START Data section
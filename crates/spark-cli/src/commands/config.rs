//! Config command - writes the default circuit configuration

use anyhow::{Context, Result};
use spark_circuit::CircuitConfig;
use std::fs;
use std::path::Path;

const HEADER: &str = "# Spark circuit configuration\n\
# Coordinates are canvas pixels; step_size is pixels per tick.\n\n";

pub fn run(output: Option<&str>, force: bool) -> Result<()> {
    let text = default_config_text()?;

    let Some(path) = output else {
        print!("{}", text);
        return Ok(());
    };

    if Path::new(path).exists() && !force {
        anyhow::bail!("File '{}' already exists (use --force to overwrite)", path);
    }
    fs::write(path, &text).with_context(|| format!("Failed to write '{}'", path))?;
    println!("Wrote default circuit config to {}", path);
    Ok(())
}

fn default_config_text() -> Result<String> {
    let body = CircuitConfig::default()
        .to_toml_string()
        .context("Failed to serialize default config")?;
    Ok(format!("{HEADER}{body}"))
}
END Data section
START Data section
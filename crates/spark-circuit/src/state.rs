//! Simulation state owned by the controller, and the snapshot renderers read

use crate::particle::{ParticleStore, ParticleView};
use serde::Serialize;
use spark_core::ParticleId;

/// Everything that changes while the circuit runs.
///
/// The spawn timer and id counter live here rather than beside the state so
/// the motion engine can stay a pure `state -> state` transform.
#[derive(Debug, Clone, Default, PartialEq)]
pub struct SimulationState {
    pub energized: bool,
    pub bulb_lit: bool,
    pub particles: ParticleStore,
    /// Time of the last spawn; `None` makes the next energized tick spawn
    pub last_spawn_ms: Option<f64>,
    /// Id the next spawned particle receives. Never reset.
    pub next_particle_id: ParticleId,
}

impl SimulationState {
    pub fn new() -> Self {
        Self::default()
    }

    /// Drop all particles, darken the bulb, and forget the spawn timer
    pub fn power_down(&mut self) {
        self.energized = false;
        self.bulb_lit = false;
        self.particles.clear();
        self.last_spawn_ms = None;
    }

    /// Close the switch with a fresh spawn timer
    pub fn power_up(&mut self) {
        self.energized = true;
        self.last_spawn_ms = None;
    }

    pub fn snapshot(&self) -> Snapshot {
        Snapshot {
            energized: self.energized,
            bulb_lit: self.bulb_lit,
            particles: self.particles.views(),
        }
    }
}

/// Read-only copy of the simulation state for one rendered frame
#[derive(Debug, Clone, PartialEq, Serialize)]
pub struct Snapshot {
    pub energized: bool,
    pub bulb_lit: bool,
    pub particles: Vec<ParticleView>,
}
END Data section
• What you will do: What lines hold the string "output"? Pick them out of the data.

• Answer to this problem:
pub fn run(output: Option<&str>, force: bool) -> Result<()> {
    let Some(path) = output else {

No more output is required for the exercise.